Nicaragua Solidarity Campaign

NSC hurricane funds help build climate resilient agriculture & food sovereignty

In November 2020 two catastrophic hurricanes of unprecedented strength struck Nicaragua, a consequence of the climate crisis. This came at a time when the country was already reeling from the Covid-19 pandemic and US sanctions.

Winds of up to 155mph and torrential rain struck at the worst possible time and destroyed  coffee and food crops such as beans, maize, vegetables just as the harvest was about to start.

NSC launched an online appeal for our partner organisation the Rural Workers Association (ATC) for funds to support agroecology programmes essential to building  climate resilience agriculture and food sovereignty.

Through our hurricane appeal and Gift for Nicaragua contributions donated with sales items NSC raised £2,500 which we have transferred to the ATC.

The ATC is using these funds at their Latin American Institute for Agroecology (IALA) Ixim Ulew

where over 100 students from across Central America are studying.
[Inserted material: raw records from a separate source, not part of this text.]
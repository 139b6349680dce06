//! In-memory broker.
//!
//! This module provides a pure in-process implementation of the
//! [`Controller`] and [`BrokerChannel`] contracts. It is intended for
//! testing, local execution, and as the reference for channel semantics.
//!
//! ## Reference Semantics
//!
//! - Exchanges are durable and declared idempotently; redeclaring with a
//!   different kind fails. Fanout exchanges copy every message to every
//!   bound queue; other kinds route on an exact binding-key match.
//! - Publishing to the default exchange (`""`) routes to the queue named by
//!   the routing key. Unroutable messages are dropped, as a broker would.
//! - Transient queues get broker-assigned `amq.gen-N` names and are deleted
//!   once their last consumer goes away.
//! - Delivery tags are per channel, start at 1 and only increase.
//! - Prefetch limits unacknowledged deliveries per channel; further
//!   messages wait in the queue until acknowledgements free capacity.
//! - Committing a transaction that holds a publish to a missing exchange
//!   fails the whole batch and closes the channel.
//! - Cancelling a consumer or closing its channel ends the consumer's
//!   delivery stream. Closing a channel requeues its unacknowledged
//!   messages, flagged as redelivered.
//!
//! ## Non-Goals
//!
//! Persistence, connection loss, and exact emulation of any broker's error
//! codes are out of scope.

use std::collections::{BTreeMap, HashMap, VecDeque};
use std::sync::atomic::{AtomicBool, Ordering};
use std::sync::{Arc, Mutex, MutexGuard};

use bytes::Bytes;
use tokio::sync::mpsc;

use crate::{
    // ---
    log_debug,
    resolve_route,
    ActiveProbe,
    BrokerChannel,
    ChannelPtr,
    ConsumeMode,
    Controller,
    DeliveryStream,
    Error,
    ExchangeKind,
    MessageProperties,
    OutboundMessage,
    RawDelivery,
    Result,
};
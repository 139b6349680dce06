// src/domain/message.rs

//! Generic message envelopes exchanged with application code.

use std::collections::BTreeMap;
use std::fmt;
use std::time::{Duration, SystemTime};

use bytes::Bytes;

use super::channel::ChannelPtr;
use crate::Result;

/// Application headers, kept sorted so translation is deterministic.
pub type Headers = BTreeMap<String, String>;

/// An outbound message.
///
/// A `Dispatch` is supplied by the caller on every `write` and is never
/// modified by the writer.
///
/// # Example
///
/// ```
/// # use mom_pubsub::Dispatch;
/// let dispatch = Dispatch::new("orders", b"{}".to_vec())
///     .partition("eu-west")
///     .content_type("application/json")
///     .durable(true)
///     .header("tenant", "acme");
///
/// assert_eq!(dispatch.destination, "orders");
/// assert_eq!(dispatch.partition, "eu-west");
/// ```
#[derive(Clone, Debug, Default, PartialEq, Eq)]
pub struct Dispatch {
    // ---
    /// Exchange name, or `@routing-key` to publish through the default
    /// exchange with an explicit routing key.
    pub destination: String,

    /// Routing key hint. Ignored when `destination` carries its own key.
    pub partition: String,

    /// Opaque payload bytes.
    pub payload: Bytes,

    pub message_type: Option<String>,
    pub content_type: Option<String>,
    pub content_encoding: Option<String>,
    pub message_id: Option<String>,
    pub correlation_id: Option<String>,
    pub source_id: Option<String>,

    /// Ask the broker to persist the message.
    pub durable: bool,

    /// Time after which the broker may discard the message.
    pub expiration: Option<Duration>,

    /// Creation time. Stamped with the writer's clock when absent.
    pub timestamp: Option<SystemTime>,

    pub headers: Headers,
}

impl Dispatch {
    /// Create a dispatch for `destination` carrying `payload`.
    pub fn new(destination: impl Into<String>, payload: impl Into<Bytes>) -> Self {
        // ---
        Self {
            destination: destination.into(),
            payload: payload.into(),
            ..Self::default()
        }
    }

    pub fn partition(mut self, partition: impl Into<String>) -> Self {
        self.partition = partition.into();
        self
    }

    pub fn message_type(mut self, message_type: impl Into<String>) -> Self {
        self.message_type = Some(message_type.into());
        self
    }

    pub fn content_type(mut self, content_type: impl Into<String>) -> Self {
        self.content_type = Some(content_type.into());
        self
    }

    pub fn message_id(mut self, message_id: impl Into<String>) -> Self {
        self.message_id = Some(message_id.into());
        self
    }

    pub fn correlation_id(mut self, correlation_id: impl Into<String>) -> Self {
        self.correlation_id = Some(correlation_id.into());
        self
    }

    pub fn durable(mut self, durable: bool) -> Self {
        self.durable = durable;
        self
    }

    pub fn expiration(mut self, expiration: Duration) -> Self {
        self.expiration = Some(expiration);
        self
    }

    pub fn timestamp(mut self, timestamp: SystemTime) -> Self {
        self.timestamp = Some(timestamp);
        self
    }

    pub fn header(mut self, key: impl Into<String>, value: impl Into<String>) -> Self {
        self.headers.insert(key.into(), value.into());
        self
    }
}

/// Acknowledgement handle bound to the channel a delivery arrived on.
#[derive(Clone)]
pub struct Acknowledger {
    channel: ChannelPtr,
    delivery_tag: u64,
}

impl Acknowledger {
    pub(crate) fn new(channel: ChannelPtr, delivery_tag: u64) -> Self {
        Self {
            channel,
            delivery_tag,
        }
    }

    /// The channel the delivery arrived on.
    pub fn channel(&self) -> &ChannelPtr {
        &self.channel
    }

    pub fn delivery_tag(&self) -> u64 {
        self.delivery_tag
    }
}

impl fmt::Debug for Acknowledger {
    fn fmt(&self, f: &mut fmt::Formatter<'_>) -> fmt::Result {
        f.debug_struct("Acknowledger")
            .field("channel", &self.channel.id())
            .field("delivery_tag", &self.delivery_tag)
            .finish()
    }
}

/// An inbound message.
///
/// Ownership passes to whoever receives it from a subscription's output
/// sink; that consumer is responsible for acknowledging it.
#[derive(Clone, Debug)]
pub struct Delivery {
    // ---
    pub delivery_tag: u64,

    /// Exchange the message was published to; empty for the default exchange.
    pub exchange: String,
    pub routing_key: String,

    /// The broker has delivered this message before without an ack.
    pub redelivered: bool,

    pub message_type: Option<String>,
    pub content_type: Option<String>,
    pub content_encoding: Option<String>,
    pub message_id: Option<String>,
    pub correlation_id: Option<String>,
    pub source_id: Option<String>,
    pub durable: bool,
    pub expiration: Option<Duration>,
    pub timestamp: Option<SystemTime>,
    pub headers: Headers,
    pub payload: Bytes,

    pub acknowledger: Acknowledger,
}

impl Delivery {
    /// Acknowledge this delivery only.
    pub async fn acknowledge(&self) -> Result<()> {
        // ---
        let ack = &self.acknowledger;
        ack.channel.ack(ack.delivery_tag, false).await
    }

    /// Acknowledge every outstanding delivery on the same channel up to and
    /// including this one.
    pub async fn acknowledge_through(&self) -> Result<()> {
        // ---
        let ack = &self.acknowledger;
        ack.channel.ack(ack.delivery_tag, true).await
    }
}
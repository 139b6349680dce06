//! Resilient publish/subscribe over AMQP-style broker channels
//!
//! This library provides writers that publish [`Dispatch`] envelopes and
//! subscriptions that consume [`Delivery`] envelopes. Broker channels are
//! acquired lazily and replaced after failures, so a single writer survives
//! any number of broken channels without the caller reconnecting.
//!
//! - [`ChannelWriter`] publishes each dispatch on its own.
//! - [`TransactionWriter`] batches dispatches until [`Writer::commit`].
//! - [`Subscription`] declares a queue, binds it to exchanges and forwards
//!   deliveries until the broker ends the consumer, then reports a
//!   [`SubscriptionClosed`] summary.
//!
//! Brokers are plugged in through the [`Controller`] and [`BrokerChannel`]
//! traits. [`MemoryBroker`] is always available; the `transport_lapin`
//! feature adds an AMQP 0-9-1 implementation.
//!

// Import all sub modules once...
mod clock;
mod destination;
mod domain;
mod envelope;
mod macros;
mod subscription;
mod transport;
mod writer;

mod error;

#[cfg(test)]
mod testing;

pub(crate) use macros::{log_debug, log_error, log_info, log_warn};

// Re-export main types
pub use writer::{ChannelWriter, TransactionWriter, Writer, WriterPtr};

pub use subscription::{
    //
    BindingOutcome,
    Subscription,
    SubscriptionBuilder,
    SubscriptionClosed,
    SubscriptionConfig,
    SubscriptionState,
};

pub use clock::{Clock, ClockPtr, FixedClock, SystemClock};
pub use destination::{resolve_route, Route, ROUTING_KEY_MARKER};
pub use error::{Error, Result};

pub use transport::{MemoryBroker, MemoryChannel};

#[cfg(feature = "transport_lapin")]
pub use transport::{create_lapin_controller, AmqpConfig, LapinChannel, LapinController};

// --- public re-exports
pub use domain::{
    //
    Acknowledger,
    ActiveProbe,
    BrokerChannel,
    ChannelPtr,
    ConsumeMode,
    Controller,
    ControllerPtr,
    Delivery,
    DeliveryStream,
    Dispatch,
    ExchangeKind,
    Headers,
    MessageProperties,
    OutboundMessage,
    RawDelivery,
};
//! AMQP protocol transports.
//!
//! This module contains channel and controller implementations for
//! AMQP-based brokers. Currently supports:
//! - lapin - AMQP 0-9-1 (RabbitMQ)

#[cfg(feature = "transport_lapin")]
mod lapin;

#[cfg(feature = "transport_lapin")]
pub use lapin::{create_controller as create_lapin_controller, AmqpConfig, LapinChannel, LapinController};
The IALA is based in the central region of Chontales where the hurricanes caused substantial loss of livestock, crops of beans and some maize as well as damage and destruction of homes, roads and bridges.

The government used well established procedures at national and local levels to prevent loss of life and address the immediate needs of the population in the aftermath of such a catastrophic disaster. This included infrastructure repairs, materials for rebuilding homes and seeds and other inputs for 150,000 farmers to enable them to replant the lost bean harvest.

The focus at IALA Ixim Ulew, as part of the ATC, has been to expand agroecological methods systems resilient in climate extremes such as hurricanes and to contribute to “cooling the planet’.

Expanding agroecological farming to build food sovereignty and resilience  to climate extremes

These projects will diversify the existing production system at the IALA campus itself and provide healthy food for the IALA students and workers, many of whom come from areas and/or are from small farms badly affected by hurricanes.

The projects themselves aim to have a multiplier effect in two ways. Firstly, through an interchange of knowledge and experience between IALA students and local farmers and communities in the Chontales region. Secondly, on returning home on completion of their courses, the IALA students put into practice the experience gained at IALA to own organisations and communities.

Diversifying and expanding local production of healthy food

The funds that NSC raised will contribute to diversifying and expanding local food production, with an emphasis on livestock (to include different  breeds of small livestock) and beans (to cultivate different local varieties and safely build reserves of local seeds).

IALA is focusing specifically on:

– Production of vegetables and basic grains and their seeds, including safe storage of seed reserves

– Production and reproduction of a local breed of sheep called pelibuey kept for meat

– Production and reproduction of native chickens

– Strengthening of worm compost systems

Our grateful thanks to all NSC members and supporters who have contributed to this project.